◆ **ACTIVITY**:
From the listing that follows, count the lines including "users" and give the number alone.
Top of RECORDS FOR PROCESSING
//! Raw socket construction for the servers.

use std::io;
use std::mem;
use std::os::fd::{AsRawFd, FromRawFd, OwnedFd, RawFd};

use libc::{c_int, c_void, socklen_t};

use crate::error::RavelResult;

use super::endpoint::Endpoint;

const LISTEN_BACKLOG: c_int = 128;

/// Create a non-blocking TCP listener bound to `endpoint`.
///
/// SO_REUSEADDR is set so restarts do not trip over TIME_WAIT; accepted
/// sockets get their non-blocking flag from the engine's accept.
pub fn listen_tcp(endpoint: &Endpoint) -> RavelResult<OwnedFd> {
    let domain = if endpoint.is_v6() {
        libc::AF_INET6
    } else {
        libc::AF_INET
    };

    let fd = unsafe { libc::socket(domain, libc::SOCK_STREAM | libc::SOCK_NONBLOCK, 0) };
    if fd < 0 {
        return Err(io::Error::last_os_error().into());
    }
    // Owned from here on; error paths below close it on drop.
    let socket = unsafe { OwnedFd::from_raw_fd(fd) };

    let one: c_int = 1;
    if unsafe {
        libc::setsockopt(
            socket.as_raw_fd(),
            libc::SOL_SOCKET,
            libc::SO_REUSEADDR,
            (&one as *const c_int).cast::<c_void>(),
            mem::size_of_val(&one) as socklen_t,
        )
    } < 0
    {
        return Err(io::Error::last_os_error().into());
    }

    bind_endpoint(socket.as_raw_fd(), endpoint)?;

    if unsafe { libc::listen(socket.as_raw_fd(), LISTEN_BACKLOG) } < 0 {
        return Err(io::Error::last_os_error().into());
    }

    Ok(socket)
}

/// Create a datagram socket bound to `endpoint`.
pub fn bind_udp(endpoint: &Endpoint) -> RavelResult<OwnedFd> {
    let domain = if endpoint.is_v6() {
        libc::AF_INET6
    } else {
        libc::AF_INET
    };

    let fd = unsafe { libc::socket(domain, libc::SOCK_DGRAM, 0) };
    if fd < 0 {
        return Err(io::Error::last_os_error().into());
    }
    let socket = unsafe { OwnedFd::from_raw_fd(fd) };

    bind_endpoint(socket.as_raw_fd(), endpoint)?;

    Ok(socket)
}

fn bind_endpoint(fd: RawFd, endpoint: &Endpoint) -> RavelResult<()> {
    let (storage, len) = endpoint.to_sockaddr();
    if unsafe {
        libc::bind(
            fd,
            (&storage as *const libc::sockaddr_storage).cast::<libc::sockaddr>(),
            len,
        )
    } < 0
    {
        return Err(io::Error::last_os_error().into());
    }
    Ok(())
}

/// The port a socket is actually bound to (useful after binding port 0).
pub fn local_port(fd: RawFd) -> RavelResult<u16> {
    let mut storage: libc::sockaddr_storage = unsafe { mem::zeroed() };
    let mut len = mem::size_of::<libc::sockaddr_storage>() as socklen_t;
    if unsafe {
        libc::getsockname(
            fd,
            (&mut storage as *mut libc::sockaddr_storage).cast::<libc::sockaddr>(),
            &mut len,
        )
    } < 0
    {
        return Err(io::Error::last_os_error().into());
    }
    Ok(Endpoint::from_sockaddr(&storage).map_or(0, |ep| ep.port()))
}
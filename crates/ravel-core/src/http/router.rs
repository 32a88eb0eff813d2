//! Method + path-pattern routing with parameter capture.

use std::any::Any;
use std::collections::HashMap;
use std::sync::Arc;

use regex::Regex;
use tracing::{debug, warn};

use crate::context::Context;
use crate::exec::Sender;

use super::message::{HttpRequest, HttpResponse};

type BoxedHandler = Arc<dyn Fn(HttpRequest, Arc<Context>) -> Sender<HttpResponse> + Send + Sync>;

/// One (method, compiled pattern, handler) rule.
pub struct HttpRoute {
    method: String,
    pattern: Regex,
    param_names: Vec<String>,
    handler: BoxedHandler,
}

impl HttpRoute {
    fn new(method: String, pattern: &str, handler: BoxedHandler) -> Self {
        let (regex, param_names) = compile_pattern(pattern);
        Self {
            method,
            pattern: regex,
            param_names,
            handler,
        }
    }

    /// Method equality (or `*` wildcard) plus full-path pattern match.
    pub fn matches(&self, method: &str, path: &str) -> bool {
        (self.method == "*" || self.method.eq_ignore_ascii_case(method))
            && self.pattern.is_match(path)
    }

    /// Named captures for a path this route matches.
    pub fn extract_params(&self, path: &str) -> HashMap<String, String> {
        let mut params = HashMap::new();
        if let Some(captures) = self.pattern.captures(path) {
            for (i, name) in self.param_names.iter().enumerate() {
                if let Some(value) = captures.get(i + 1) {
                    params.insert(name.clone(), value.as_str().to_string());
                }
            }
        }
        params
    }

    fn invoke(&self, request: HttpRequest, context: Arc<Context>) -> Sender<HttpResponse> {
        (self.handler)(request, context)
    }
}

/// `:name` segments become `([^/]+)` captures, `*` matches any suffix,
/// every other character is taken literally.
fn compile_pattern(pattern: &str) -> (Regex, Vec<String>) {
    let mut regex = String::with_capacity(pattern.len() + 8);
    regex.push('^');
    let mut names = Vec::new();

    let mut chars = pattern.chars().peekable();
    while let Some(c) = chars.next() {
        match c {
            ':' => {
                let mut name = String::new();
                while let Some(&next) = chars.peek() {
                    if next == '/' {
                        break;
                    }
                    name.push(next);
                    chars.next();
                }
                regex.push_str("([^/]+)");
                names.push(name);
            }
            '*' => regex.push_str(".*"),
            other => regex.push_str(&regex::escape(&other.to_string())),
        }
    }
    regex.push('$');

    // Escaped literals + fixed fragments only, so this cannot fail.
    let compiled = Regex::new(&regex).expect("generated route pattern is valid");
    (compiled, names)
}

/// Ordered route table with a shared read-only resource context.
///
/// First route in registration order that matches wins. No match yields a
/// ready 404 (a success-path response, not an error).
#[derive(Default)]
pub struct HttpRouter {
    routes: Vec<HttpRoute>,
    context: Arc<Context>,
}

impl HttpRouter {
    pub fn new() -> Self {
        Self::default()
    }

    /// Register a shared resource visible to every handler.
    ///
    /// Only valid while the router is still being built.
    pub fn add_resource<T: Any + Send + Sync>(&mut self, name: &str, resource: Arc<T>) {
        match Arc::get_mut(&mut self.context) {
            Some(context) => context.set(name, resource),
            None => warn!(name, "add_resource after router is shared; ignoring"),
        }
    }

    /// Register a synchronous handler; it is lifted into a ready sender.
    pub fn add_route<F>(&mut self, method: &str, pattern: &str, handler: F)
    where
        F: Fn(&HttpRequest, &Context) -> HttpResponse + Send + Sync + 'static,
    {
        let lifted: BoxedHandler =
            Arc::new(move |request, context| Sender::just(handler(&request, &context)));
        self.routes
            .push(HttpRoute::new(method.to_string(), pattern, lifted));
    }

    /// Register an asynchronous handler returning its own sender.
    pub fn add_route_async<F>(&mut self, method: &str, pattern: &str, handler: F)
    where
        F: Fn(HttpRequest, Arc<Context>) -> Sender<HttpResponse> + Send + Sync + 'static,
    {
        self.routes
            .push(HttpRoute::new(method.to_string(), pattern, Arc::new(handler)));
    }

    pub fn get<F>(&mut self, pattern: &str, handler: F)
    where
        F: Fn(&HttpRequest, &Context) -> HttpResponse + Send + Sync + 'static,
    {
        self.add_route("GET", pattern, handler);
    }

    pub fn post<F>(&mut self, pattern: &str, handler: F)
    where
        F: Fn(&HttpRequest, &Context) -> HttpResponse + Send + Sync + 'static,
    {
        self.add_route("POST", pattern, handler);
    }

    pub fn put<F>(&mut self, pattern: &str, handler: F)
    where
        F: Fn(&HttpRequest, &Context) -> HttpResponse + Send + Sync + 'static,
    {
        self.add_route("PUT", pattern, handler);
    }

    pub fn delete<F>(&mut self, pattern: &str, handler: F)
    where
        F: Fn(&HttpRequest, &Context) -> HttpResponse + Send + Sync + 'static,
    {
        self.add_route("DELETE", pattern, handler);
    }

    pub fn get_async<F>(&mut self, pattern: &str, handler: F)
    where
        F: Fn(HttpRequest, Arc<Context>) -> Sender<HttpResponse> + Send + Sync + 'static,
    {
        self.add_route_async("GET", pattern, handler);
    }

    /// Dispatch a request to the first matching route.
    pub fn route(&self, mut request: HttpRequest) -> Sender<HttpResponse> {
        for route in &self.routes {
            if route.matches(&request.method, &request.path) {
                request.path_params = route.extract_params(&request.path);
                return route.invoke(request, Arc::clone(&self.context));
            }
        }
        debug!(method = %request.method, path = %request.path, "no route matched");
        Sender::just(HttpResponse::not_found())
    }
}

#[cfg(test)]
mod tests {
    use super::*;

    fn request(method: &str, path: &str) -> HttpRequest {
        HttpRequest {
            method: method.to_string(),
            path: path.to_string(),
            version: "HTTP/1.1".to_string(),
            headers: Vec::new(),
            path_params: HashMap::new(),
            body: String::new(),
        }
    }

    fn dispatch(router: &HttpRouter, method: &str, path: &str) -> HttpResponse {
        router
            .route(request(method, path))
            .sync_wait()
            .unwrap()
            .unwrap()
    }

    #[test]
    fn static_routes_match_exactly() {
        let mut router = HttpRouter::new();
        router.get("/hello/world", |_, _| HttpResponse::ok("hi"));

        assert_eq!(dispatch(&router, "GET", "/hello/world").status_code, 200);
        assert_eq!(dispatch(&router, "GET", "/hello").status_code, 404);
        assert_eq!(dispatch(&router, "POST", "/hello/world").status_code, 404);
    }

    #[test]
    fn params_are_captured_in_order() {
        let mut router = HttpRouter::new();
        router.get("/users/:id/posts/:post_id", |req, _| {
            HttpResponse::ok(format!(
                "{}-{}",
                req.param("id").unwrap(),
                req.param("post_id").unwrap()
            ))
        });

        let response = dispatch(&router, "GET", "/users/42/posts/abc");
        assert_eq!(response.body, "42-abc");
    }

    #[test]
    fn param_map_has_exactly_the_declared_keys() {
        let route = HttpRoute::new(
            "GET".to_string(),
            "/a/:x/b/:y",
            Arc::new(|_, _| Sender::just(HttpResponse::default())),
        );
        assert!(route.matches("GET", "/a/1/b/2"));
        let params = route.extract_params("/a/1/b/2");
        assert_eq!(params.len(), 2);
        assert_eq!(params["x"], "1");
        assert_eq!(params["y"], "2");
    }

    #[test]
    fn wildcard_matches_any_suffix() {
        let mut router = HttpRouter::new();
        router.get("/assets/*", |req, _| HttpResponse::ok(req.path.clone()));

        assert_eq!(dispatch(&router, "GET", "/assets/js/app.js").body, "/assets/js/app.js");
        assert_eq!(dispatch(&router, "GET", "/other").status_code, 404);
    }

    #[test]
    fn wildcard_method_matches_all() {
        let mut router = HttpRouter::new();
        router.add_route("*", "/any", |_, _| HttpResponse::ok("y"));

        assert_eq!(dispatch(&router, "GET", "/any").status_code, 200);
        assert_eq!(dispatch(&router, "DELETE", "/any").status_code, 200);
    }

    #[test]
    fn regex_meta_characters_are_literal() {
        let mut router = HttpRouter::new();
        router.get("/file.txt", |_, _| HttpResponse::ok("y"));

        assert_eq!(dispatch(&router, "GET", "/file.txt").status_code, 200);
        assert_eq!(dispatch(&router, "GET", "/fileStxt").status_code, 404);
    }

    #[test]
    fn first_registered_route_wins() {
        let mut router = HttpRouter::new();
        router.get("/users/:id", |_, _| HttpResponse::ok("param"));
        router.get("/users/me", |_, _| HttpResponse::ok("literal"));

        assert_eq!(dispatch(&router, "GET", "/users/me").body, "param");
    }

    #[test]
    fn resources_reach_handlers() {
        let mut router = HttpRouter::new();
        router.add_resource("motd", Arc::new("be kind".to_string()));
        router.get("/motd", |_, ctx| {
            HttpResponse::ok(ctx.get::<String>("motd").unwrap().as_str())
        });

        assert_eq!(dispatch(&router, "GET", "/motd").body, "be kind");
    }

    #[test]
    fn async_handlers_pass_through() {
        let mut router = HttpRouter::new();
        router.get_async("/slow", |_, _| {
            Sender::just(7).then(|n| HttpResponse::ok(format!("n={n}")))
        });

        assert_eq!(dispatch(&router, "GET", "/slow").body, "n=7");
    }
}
Bottom of RECORDS FOR PROCESSING
◆ **EXERCISE ANSWER**:
5